*TASK*
Give back the full listing exactly as it appears below.

*PROVIDED ENTRIES*
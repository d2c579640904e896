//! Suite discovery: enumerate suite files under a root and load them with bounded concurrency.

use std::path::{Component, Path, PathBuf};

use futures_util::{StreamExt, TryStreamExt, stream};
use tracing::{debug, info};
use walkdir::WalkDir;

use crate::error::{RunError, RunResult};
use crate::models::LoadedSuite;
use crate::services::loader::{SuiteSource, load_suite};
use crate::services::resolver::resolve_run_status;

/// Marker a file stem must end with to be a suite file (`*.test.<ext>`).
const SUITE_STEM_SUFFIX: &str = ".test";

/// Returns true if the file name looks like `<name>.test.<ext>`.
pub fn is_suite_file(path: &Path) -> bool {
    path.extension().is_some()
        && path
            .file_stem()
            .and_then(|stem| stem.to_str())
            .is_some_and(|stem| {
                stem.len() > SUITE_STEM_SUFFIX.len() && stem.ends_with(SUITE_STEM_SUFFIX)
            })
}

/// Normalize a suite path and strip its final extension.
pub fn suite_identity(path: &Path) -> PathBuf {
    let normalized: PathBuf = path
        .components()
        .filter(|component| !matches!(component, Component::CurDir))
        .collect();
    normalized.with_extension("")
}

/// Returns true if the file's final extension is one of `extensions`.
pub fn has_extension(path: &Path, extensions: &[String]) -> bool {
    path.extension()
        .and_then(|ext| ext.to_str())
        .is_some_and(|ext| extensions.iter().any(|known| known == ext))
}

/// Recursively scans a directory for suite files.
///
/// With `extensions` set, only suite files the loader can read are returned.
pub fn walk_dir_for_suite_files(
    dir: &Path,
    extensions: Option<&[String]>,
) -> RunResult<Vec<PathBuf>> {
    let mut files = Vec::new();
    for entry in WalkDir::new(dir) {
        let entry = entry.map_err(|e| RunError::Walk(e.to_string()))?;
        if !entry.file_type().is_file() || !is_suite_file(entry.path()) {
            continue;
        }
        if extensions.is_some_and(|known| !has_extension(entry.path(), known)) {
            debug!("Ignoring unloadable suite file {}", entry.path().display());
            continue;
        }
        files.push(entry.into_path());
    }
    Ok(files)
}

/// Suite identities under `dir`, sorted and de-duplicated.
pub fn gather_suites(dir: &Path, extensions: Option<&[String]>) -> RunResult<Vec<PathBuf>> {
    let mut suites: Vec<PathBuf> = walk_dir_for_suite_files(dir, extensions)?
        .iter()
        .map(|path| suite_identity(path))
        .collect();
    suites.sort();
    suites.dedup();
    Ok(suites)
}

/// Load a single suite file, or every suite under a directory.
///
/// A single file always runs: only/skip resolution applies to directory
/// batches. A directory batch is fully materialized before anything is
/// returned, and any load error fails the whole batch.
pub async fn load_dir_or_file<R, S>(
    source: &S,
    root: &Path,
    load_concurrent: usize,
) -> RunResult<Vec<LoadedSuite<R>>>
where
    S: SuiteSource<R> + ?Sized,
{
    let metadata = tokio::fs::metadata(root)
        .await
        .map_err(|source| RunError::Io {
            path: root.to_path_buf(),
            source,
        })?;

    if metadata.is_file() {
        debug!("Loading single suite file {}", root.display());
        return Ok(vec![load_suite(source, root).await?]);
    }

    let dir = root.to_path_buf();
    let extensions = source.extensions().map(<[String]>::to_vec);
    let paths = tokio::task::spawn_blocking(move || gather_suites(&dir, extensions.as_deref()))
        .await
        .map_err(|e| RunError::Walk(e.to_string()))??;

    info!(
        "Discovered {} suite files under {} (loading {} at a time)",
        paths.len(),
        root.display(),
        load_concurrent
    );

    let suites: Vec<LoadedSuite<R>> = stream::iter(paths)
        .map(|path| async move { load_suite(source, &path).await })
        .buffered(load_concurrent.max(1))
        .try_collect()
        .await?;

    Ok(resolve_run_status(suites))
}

*SOLUTION TO THE PROBLEM*
repository d2c579640904e896
//! Suite discovery: enumerate suite files under a root and load them with bounded concurrency.

use std::path::{Component, Path, PathBuf};

use futures_util::{StreamExt, TryStreamExt, stream};
use tracing::{debug, info};
use walkdir::WalkDir;

use crate::error::{RunError, RunResult};
use crate::models::LoadedSuite;
use crate::services::loader::{SuiteSource, load_suite};
use crate::services::resolver::resolve_run_status;

/// Marker a file stem must end with to be a suite file (`*.test.<ext>`).
const SUITE_STEM_SUFFIX: &str = ".test";

/// Returns true if the file name looks like `<name>.test.<ext>`.
pub fn is_suite_file(path: &Path) -> bool {
    path.extension().is_some()
        && path
            .file_stem()
            .and_then(|stem| stem.to_str())
            .is_some_and(|stem| {
                stem.len() > SUITE_STEM_SUFFIX.len() && stem.ends_with(SUITE_STEM_SUFFIX)
            })
}

/// Normalize a suite path and strip its final extension.
pub fn suite_identity(path: &Path) -> PathBuf {
    let normalized: PathBuf = path
        .components()
        .filter(|component| !matches!(component, Component::CurDir))
        .collect();
    normalized.with_extension("")
}

/// Returns true if the file's final extension is one of `extensions`.
pub fn has_extension(path: &Path, extensions: &[String]) -> bool {
    path.extension()
        .and_then(|ext| ext.to_str())
        .is_some_and(|ext| extensions.iter().any(|known| known == ext))
}

/// Recursively scans a directory for suite files.
///
/// With `extensions` set, only suite files the loader can read are returned.
pub fn walk_dir_for_suite_files(
    dir: &Path,
    extensions: Option<&[String]>,
) -> RunResult<Vec<PathBuf>> {
    let mut files = Vec::new();
    for entry in WalkDir::new(dir) {
        let entry = entry.map_err(|e| RunError::Walk(e.to_string()))?;
        if !entry.file_type().is_file() || !is_suite_file(entry.path()) {
            continue;
        }
        if extensions.is_some_and(|known| !has_extension(entry.path(), known)) {
            debug!("Ignoring unloadable suite file {}", entry.path().display());
            continue;
        }
        files.push(entry.into_path());
    }
    Ok(files)
}

/// Suite identities under `dir`, sorted and de-duplicated.
pub fn gather_suites(dir: &Path, extensions: Option<&[String]>) -> RunResult<Vec<PathBuf>> {
    let mut suites: Vec<PathBuf> = walk_dir_for_suite_files(dir, extensions)?
        .iter()
        .map(|path| suite_identity(path))
        .collect();
    suites.sort();
    suites.dedup();
    Ok(suites)
}

/// Load a single suite file, or every suite under a directory.
///
/// A single file always runs: only/skip resolution applies to directory
/// batches. A directory batch is fully materialized before anything is
/// returned, and any load error fails the whole batch.
pub async fn load_dir_or_file<R, S>(
    source: &S,
    root: &Path,
    load_concurrent: usize,
) -> RunResult<Vec<LoadedSuite<R>>>
where
    S: SuiteSource<R> + ?Sized,
{
    let metadata = tokio::fs::metadata(root)
        .await
        .map_err(|source| RunError::Io {
            path: root.to_path_buf(),
            source,
        })?;

    if metadata.is_file() {
        debug!("Loading single suite file {}", root.display());
        return Ok(vec![load_suite(source, root).await?]);
    }

    let dir = root.to_path_buf();
    let extensions = source.extensions().map(<[String]>::to_vec);
    let paths = tokio::task::spawn_blocking(move || gather_suites(&dir, extensions.as_deref()))
        .await
        .map_err(|e| RunError::Walk(e.to_string()))??;

    info!(
        "Discovered {} suite files under {} (loading {} at a time)",
        paths.len(),
        root.display(),
        load_concurrent
    );

    let suites: Vec<LoadedSuite<R>> = stream::iter(paths)
        .map(|path| async move { load_suite(source, &path).await })
        .buffered(load_concurrent.max(1))
        .try_collect()
        .await?;

    Ok(resolve_run_status(suites))
}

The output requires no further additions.